Oliver Reed is Captain Shanks, a drunken and rambling slave ship captain who is playing the exact role that he’s meant for!
Herbert Lom is Le Farge, who has murdered the governor and taken over the Caribbean island of St. Joseph’s!
Claudia Udy from Savage Dawn, Joy is Arabella, the sexually obsessive daughter who lusts after the slaves and any man around!
Eartha Kitt is Naomi. her business partner that runs the brothel on the island and who is starting a revolt.
Annabel Schofield from Bloodtide is Honore Juno, Le Farge’s wife who is looking to get into bed with anyone else!
And Patrick Warburton — yes, Puddy — is the Scottish nobleman who sexes everyone up and gets lashed in the public square with the brutal Dragonard whip!
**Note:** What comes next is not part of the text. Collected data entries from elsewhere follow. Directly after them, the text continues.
//! In-memory fakes of the ports, shared by the unit tests of this crate.

use std::future::Future;
use std::sync::atomic::{AtomicBool, AtomicU32, Ordering};
use std::sync::{Arc, Mutex};

use tokio::time::Instant;

use meshbridge_domain::command::DetailedCommand;
use meshbridge_domain::device::{Device, DeviceKind, DeviceSet};
use meshbridge_domain::error::BridgeError;
use meshbridge_domain::id::{DeviceId, SceneId, SiteId};
use meshbridge_domain::site::{CryptoKey, Site};

use crate::ports::{BusClient, CloudApi, MeshConnector, MeshEventSender, MeshParams, MeshTransport};

#[derive(Debug, Clone, PartialEq)]
pub enum MeshCall {
    Init,
    TriggerScene(DeviceId),
    TurnOn(DeviceId, DetailedCommand),
    TurnOff(DeviceId, DetailedCommand),
}

#[derive(Debug, Clone, PartialEq)]
pub enum BusCall {
    Start,
    /// Number of announced devices.
    Discover(usize),
    UpdateState(DeviceId, serde_json::Value),
    SceneTriggered(SceneId),
}

#[derive(Debug, Clone, PartialEq)]
pub enum CloudCall {
    Login,
    GetSites,
    GetSite(SiteId),
    GetDevices,
    /// The mesh connector built a transport for this many devices.
    Connect(usize),
}

#[derive(Debug, Clone, PartialEq)]
pub enum Call {
    Mesh(MeshCall),
    Bus(BusCall),
    Cloud(CloudCall),
}

/// Ordered record of every call made on any fake sharing the log.
#[derive(Debug, Clone, Default)]
pub struct CallLog(Arc<Mutex<Vec<Call>>>);

impl CallLog {
    pub fn push(&self, call: Call) {
        self.0.lock().unwrap().push(call);
    }

    pub fn calls(&self) -> Vec<Call> {
        self.0.lock().unwrap().clone()
    }
}

/// Devices used across tests: a dimmable light, a second light, a switch
/// and a scene.
pub fn site_devices() -> DeviceSet {
    let device = |id: u32, name: &str, kind: DeviceKind| {
        Device::builder()
            .id(DeviceId::new(id))
            .name(name)
            .kind(kind)
            .build()
            .unwrap()
    };
    DeviceSet::new([
        device(1, "Hallway", DeviceKind::Light),
        device(2, "Kitchen", DeviceKind::Light),
        device(4, "Porch switch", DeviceKind::Switch),
        device(5, "Evening", DeviceKind::Scene),
    ])
    .unwrap()
}

// ── Mesh ───────────────────────────────────────────────────────

pub struct SpyMesh {
    log: CallLog,
    init_times: Mutex<Vec<Instant>>,
    fail_init: AtomicBool,
    fail_commands: AtomicBool,
}

impl SpyMesh {
    pub fn new(log: CallLog) -> Self {
        Self {
            log,
            init_times: Mutex::new(Vec::new()),
            fail_init: AtomicBool::new(false),
            fail_commands: AtomicBool::new(false),
        }
    }

    pub fn fail_init(&self, fail: bool) {
        self.fail_init.store(fail, Ordering::SeqCst);
    }

    pub fn fail_commands(&self) {
        self.fail_commands.store(true, Ordering::SeqCst);
    }

    pub fn init_count(&self) -> usize {
        self.init_times.lock().unwrap().len()
    }

    pub fn init_times(&self) -> Vec<Instant> {
        self.init_times.lock().unwrap().clone()
    }

    fn command_result(&self) -> Result<(), BridgeError> {
        if self.fail_commands.load(Ordering::SeqCst) {
            return Err(BridgeError::Mesh("link down".into()));
        }
        Ok(())
    }
}

impl MeshTransport for SpyMesh {
    fn init(&self) -> impl Future<Output = Result<(), BridgeError>> + Send {
        self.log.push(Call::Mesh(MeshCall::Init));
        self.init_times.lock().unwrap().push(Instant::now());
        let result = if self.fail_init.load(Ordering::SeqCst) {
            Err(BridgeError::Mesh("no adapter".into()))
        } else {
            Ok(())
        };
        async { result }
    }

    fn trigger_scene(&self, device_id: DeviceId) -> impl Future<Output = Result<(), BridgeError>> + Send {
        self.log.push(Call::Mesh(MeshCall::TriggerScene(device_id)));
        let result = self.command_result();
        async { result }
    }

    fn turn_on(
        &self,
        device_id: DeviceId,
        command: &DetailedCommand,
    ) -> impl Future<Output = Result<(), BridgeError>> + Send {
        self.log
            .push(Call::Mesh(MeshCall::TurnOn(device_id, command.clone())));
        let result = self.command_result();
        async { result }
    }

    fn turn_off(
        &self,
        device_id: DeviceId,
        command: &DetailedCommand,
    ) -> impl Future<Output = Result<(), BridgeError>> + Send {
        self.log
            .push(Call::Mesh(MeshCall::TurnOff(device_id, command.clone())));
        let result = self.command_result();
        async { result }
    }
}

/// Connector handing out a shared [`SpyMesh`] and keeping what it was given.
pub struct SpyConnector {
    log: CallLog,
    pub mesh: Arc<SpyMesh>,
    pub params: Mutex<Option<MeshParams>>,
    pub events: Mutex<Option<MeshEventSender>>,
}

impl SpyConnector {
    pub fn new(log: CallLog) -> Self {
        Self {
            mesh: Arc::new(SpyMesh::new(log.clone())),
            log,
            params: Mutex::new(None),
            events: Mutex::new(None),
        }
    }
}

impl MeshConnector for SpyConnector {
    type Transport = Arc<SpyMesh>;

    fn connect(
        &self,
        params: MeshParams,
        events: MeshEventSender,
    ) -> Result<Self::Transport, BridgeError> {
        self.log
            .push(Call::Cloud(CloudCall::Connect(params.devices.len())));
        *self.params.lock().unwrap() = Some(params);
        *self.events.lock().unwrap() = Some(events);
        Ok(Arc::clone(&self.mesh))
    }
}

// ── Bus ────────────────────────────────────────────────────────

pub struct SpyBus {
    log: CallLog,
    fail_start: AtomicBool,
}

impl SpyBus {
    pub fn new(log: CallLog) -> Self {
        Self {
            log,
            fail_start: AtomicBool::new(false),
        }
    }

    pub fn fail_start(&self) {
        self.fail_start.store(true, Ordering::SeqCst);
    }
}

impl BusClient for SpyBus {
    fn start(&self) -> impl Future<Output = Result<(), BridgeError>> + Send {
        self.log.push(Call::Bus(BusCall::Start));
        let result = if self.fail_start.load(Ordering::SeqCst) {
            Err(BridgeError::Bus("broker unreachable".into()))
        } else {
            Ok(())
        };
        async { result }
    }

    fn discover(&self, devices: &DeviceSet) -> impl Future<Output = Result<(), BridgeError>> + Send {
        self.log.push(Call::Bus(BusCall::Discover(devices.len())));
        async { Ok(()) }
    }

    fn update_state(
        &self,
        device_id: DeviceId,
        state: serde_json::Value,
    ) -> impl Future<Output = Result<(), BridgeError>> + Send {
        self.log.push(Call::Bus(BusCall::UpdateState(device_id, state)));
        async { Ok(()) }
    }

    fn scene_triggered(&self, scene_id: SceneId) -> impl Future<Output = Result<(), BridgeError>> + Send {
        self.log.push(Call::Bus(BusCall::SceneTriggered(scene_id)));
        async { Ok(()) }
    }
}

// ── Cloud ──────────────────────────────────────────────────────

pub struct FakeCloud {
    log: CallLog,
    pub sites: Vec<Site>,
    pub key: CryptoKey,
    pub devices: Vec<Device>,
    /// Number of upcoming `login()` calls that fail.
    pub failing_logins: AtomicU32,
    pub fail_get_site: bool,
}

impl FakeCloud {
    pub fn new(log: CallLog) -> Self {
        Self {
            log,
            sites: vec![
                Site {
                    id: SiteId::new(),
                    title: "Cabin".to_string(),
                },
                Site {
                    id: SiteId::new(),
                    title: "Home".to_string(),
                },
            ],
            key: CryptoKey::new("0123456789abcdef0123456789abcdef"),
            devices: site_devices().iter().cloned().collect(),
            failing_logins: AtomicU32::new(0),
            fail_get_site: false,
        }
    }

    pub fn home_id(&self) -> SiteId {
        self.sites[1].id
    }
}

impl CloudApi for FakeCloud {
    async fn login(&mut self) -> Result<(), BridgeError> {
        self.log.push(Call::Cloud(CloudCall::Login));
        let remaining = self.failing_logins.load(Ordering::SeqCst);
        if remaining > 0 {
            self.failing_logins.store(remaining - 1, Ordering::SeqCst);
            return Err(BridgeError::Cloud("invalid session".into()));
        }
        Ok(())
    }

    async fn get_sites(&mut self) -> Result<Vec<Site>, BridgeError> {
        self.log.push(Call::Cloud(CloudCall::GetSites));
        Ok(self.sites.clone())
    }

    async fn get_site(&mut self, site_id: SiteId) -> Result<CryptoKey, BridgeError> {
        self.log.push(Call::Cloud(CloudCall::GetSite(site_id)));
        if self.fail_get_site {
            return Err(BridgeError::Cloud("site unavailable".into()));
        }
        Ok(self.key.clone())
    }

    fn get_devices(&self) -> Vec<Device> {
        self.log.push(Call::Cloud(CloudCall::GetDevices));
        self.devices.clone()
    }
}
So here’s where my confusion comes in. There’s 1988’s Dragonard with the same cast and this movie, but some people write online that they’re the same movie and others write that this is the first film and the 1988 one is the sequel. Still others claim that this is the sequel and the 1988 movie comes first, which makes no sense and then you say, “Well, Cannon did the same thing with Missing In Action and Mission In Action 2: The Beginning.”
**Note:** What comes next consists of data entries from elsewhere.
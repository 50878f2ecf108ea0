//! Bootstrap sequencer: turns cloud API answers into a running bridge.
//!
//! The chain is strictly sequential, each step feeding the next:
//!
//! 1. log in
//! 2. list sites and select the configured one
//! 3. resolve the crypto key of that site
//! 4. enumerate its devices
//! 5. start the bus client, build the mesh transport and start connecting
//!
//! Both event channels exist before step 5 starts, so no event emitted once a
//! client is ready can be missed.

use std::fmt;
use std::time::Duration;

use tokio::sync::mpsc;

use meshbridge_domain::device::DeviceSet;
use meshbridge_domain::error::{BridgeError, NotFoundError};
use meshbridge_domain::site::{CryptoKey, Site};

use crate::bridge::Bridge;
use crate::ports::{BusClient, BusEvent, CloudApi, MeshConnector, MeshParams};
use crate::services::relay::StateRelay;
use crate::services::supervisor::{ConnectionSupervisor, RetryPolicy};

/// Capacity of the channel carrying mesh events to the bridge loop.
pub const MESH_EVENT_CAPACITY: usize = 64;

/// What to do when one of the cloud steps fails.
#[derive(Debug, Clone, Copy, PartialEq, Eq, Default)]
pub enum FailurePolicy {
    /// Give up and report the error.
    #[default]
    FailFast,
    /// Restart the chain from the login step.
    Retry(RetryPolicy),
}

/// Immutable inputs of the bootstrap sequence.
#[derive(Debug, Clone)]
pub struct BootstrapSettings {
    /// Site id or title to select among the account's sites.
    pub site: String,
    pub connection_timeout: Duration,
    pub write_queue_wait: Duration,
    /// Reconnect policy handed to the connection supervisor.
    pub reconnect: RetryPolicy,
    pub on_failure: FailurePolicy,
}

/// Bootstrap step, used to report where the chain broke.
#[derive(Debug, Clone, Copy, PartialEq, Eq)]
pub enum BootstrapStep {
    Login,
    SelectSite,
    ResolveKey,
    EnumerateDevices,
    StartBus,
    StartMesh,
}

impl BootstrapStep {
    /// Whether the failure policy may restart the chain after this step
    /// failed. Only the steps before the crypto key is known qualify, so the
    /// key is resolved at most once.
    #[must_use]
    pub fn is_retryable(self) -> bool {
        matches!(self, Self::Login | Self::SelectSite | Self::ResolveKey)
    }
}

impl fmt::Display for BootstrapStep {
    fn fmt(&self, f: &mut fmt::Formatter<'_>) -> fmt::Result {
        f.write_str(match self {
            Self::Login => "login",
            Self::SelectSite => "site selection",
            Self::ResolveKey => "crypto key resolution",
            Self::EnumerateDevices => "device enumeration",
            Self::StartBus => "bus client start",
            Self::StartMesh => "mesh transport start",
        })
    }
}

/// The bootstrap chain broke at `step`.
#[derive(Debug, thiserror::Error)]
#[error("bootstrap failed during {step}")]
pub struct BootstrapError {
    pub step: BootstrapStep,
    #[source]
    pub source: BridgeError,
}

trait StepContext<T> {
    fn during(self, step: BootstrapStep) -> Result<T, BootstrapError>;
}

impl<T> StepContext<T> for Result<T, BridgeError> {
    fn during(self, step: BootstrapStep) -> Result<T, BootstrapError> {
        self.map_err(|source| BootstrapError { step, source })
    }
}

/// Cloud data resolved by steps 1–4.
struct Resolved {
    site: Site,
    crypto_key: CryptoKey,
    devices: DeviceSet,
}

/// Runs the startup chain and assembles the [`Bridge`].
pub struct Bootstrap<C, B, K> {
    cloud: C,
    bus: B,
    connector: K,
    bus_events: mpsc::Receiver<BusEvent>,
    settings: BootstrapSettings,
}

impl<C, B, K> Bootstrap<C, B, K>
where
    C: CloudApi,
    B: BusClient,
    K: MeshConnector,
{
    /// `bus_events` must be the receiving end of the channel `bus` reports to.
    pub fn new(
        cloud: C,
        bus: B,
        connector: K,
        bus_events: mpsc::Receiver<BusEvent>,
        settings: BootstrapSettings,
    ) -> Self {
        Self {
            cloud,
            bus,
            connector,
            bus_events,
            settings,
        }
    }

    /// Run all five steps and return a bridge whose mesh transport is
    /// already connecting.
    ///
    /// # Errors
    ///
    /// Returns [`BootstrapError`] naming the failing step. Cloud failures
    /// are retried first when the failure policy asks for it.
    pub async fn run(mut self) -> Result<Bridge<K::Transport, B>, BootstrapError> {
        let Resolved {
            site,
            crypto_key,
            devices,
        } = self.resolve().await?;
        tracing::info!(site = %site.title, devices = devices.len(), "site resolved");

        self.bus.start().await.during(BootstrapStep::StartBus)?;

        let (mesh_tx, mesh_rx) = mpsc::channel(MESH_EVENT_CAPACITY);
        let params = MeshParams {
            crypto_key,
            devices: devices.clone(),
            connection_timeout: self.settings.connection_timeout,
            write_queue_wait: self.settings.write_queue_wait,
        };
        let mesh = self
            .connector
            .connect(params, mesh_tx)
            .during(BootstrapStep::StartMesh)?;

        let relay = StateRelay::new(mesh, self.bus, devices);
        let supervisor = ConnectionSupervisor::new(self.settings.reconnect);
        let mut bridge = Bridge::new(relay, supervisor, mesh_rx, self.bus_events);
        bridge.connect_mesh().await;
        Ok(bridge)
    }

    /// Steps 1–4, restarted from the login according to the failure policy
    /// when one of the first three steps fails.
    async fn resolve(&mut self) -> Result<Resolved, BootstrapError> {
        let mut failures: u32 = 0;
        loop {
            let err = match self.resolve_once().await {
                Ok(resolved) => return Ok(resolved),
                Err(err) => err,
            };
            failures = failures.saturating_add(1);
            let delay = match self.settings.on_failure {
                FailurePolicy::Retry(policy) if err.step.is_retryable() => {
                    policy.delay_for(failures)
                }
                FailurePolicy::Retry(_) | FailurePolicy::FailFast => None,
            };
            let Some(delay) = delay else {
                tracing::error!(step = %err.step, error = %err.source, "bootstrap failed");
                return Err(err);
            };
            tracing::warn!(
                step = %err.step,
                error = %err.source,
                failures,
                delay_ms = u64::try_from(delay.as_millis()).unwrap_or(u64::MAX),
                "bootstrap failed, restarting from login"
            );
            tokio::time::sleep(delay).await;
        }
    }

    async fn resolve_once(&mut self) -> Result<Resolved, BootstrapError> {
        self.cloud.login().await.during(BootstrapStep::Login)?;
        tracing::info!("logged in to the cloud api");

        let sites = self
            .cloud
            .get_sites()
            .await
            .during(BootstrapStep::SelectSite)?;
        let site = select_site(sites, &self.settings.site).during(BootstrapStep::SelectSite)?;
        tracing::info!(site_id = %site.id, title = %site.title, "site selected");

        let crypto_key = self
            .cloud
            .get_site(site.id)
            .await
            .during(BootstrapStep::ResolveKey)?;

        let devices =
            DeviceSet::new(self.cloud.get_devices()).during(BootstrapStep::EnumerateDevices)?;

        Ok(Resolved {
            site,
            crypto_key,
            devices,
        })
    }
}

fn select_site(sites: Vec<Site>, selector: &str) -> Result<Site, BridgeError> {
    sites
        .into_iter()
        .find(|site| site.matches(selector))
        .ok_or_else(|| {
            NotFoundError {
                entity: "Site",
                id: selector.to_string(),
            }
            .into()
        })
}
Based on the series of books by Rupert Gilchrist, this was written by Rick Marx, who wrote the adult series Taboo, as well as Doom Asylum, Warrior Queen, Gor, Outlaw of Gor and Platoon Leader. That’s starting to make this a lot more clear, right? It was co-written by the film’s producer, Harry Alan Towers and oh yes, it all makes sense now. I was wondering why this all felt like something Jess Franco should have made.
It was directed by Gérard Kikoïne, who made adult films like Never Enough and The Tale of Tiffany Lust with Radley Metzger, as well as softcore movies like Lady Libertine and Love Circles, which definitely played Cinemax After Dark. He also made the Jekyll and Hyde riff Edge of Sanity which starred Anthony Perkins and the Robert Vaughn and Donald Pleasence-starring Buried Alive.
So yeah — I think that this is the first film in the series, that there are two and that they’re so similar that anyone could make that mistake. I kind of love that Towers became part of the Cannon family at this point, making Lightning the White Stallion, Gor, Platoon Leader, Outlaw of Gor and American Ninja 3 with the mainline Cannon continuity, then producing River of Death, Ten Little Indians, Delta Force 3: The Killing Game and The Hitman for the Ovidio G. Assonitis-led Cannon Productions. He also produced Phantom of the Opera and Dance Macabre with Menahem, so he played no favorites in the breakup of Cannon.
Seriously, he should have hired Franco for this one. It would have been so much sleazier. Hell, he should have hired Franco for the Gor movies while he was at it.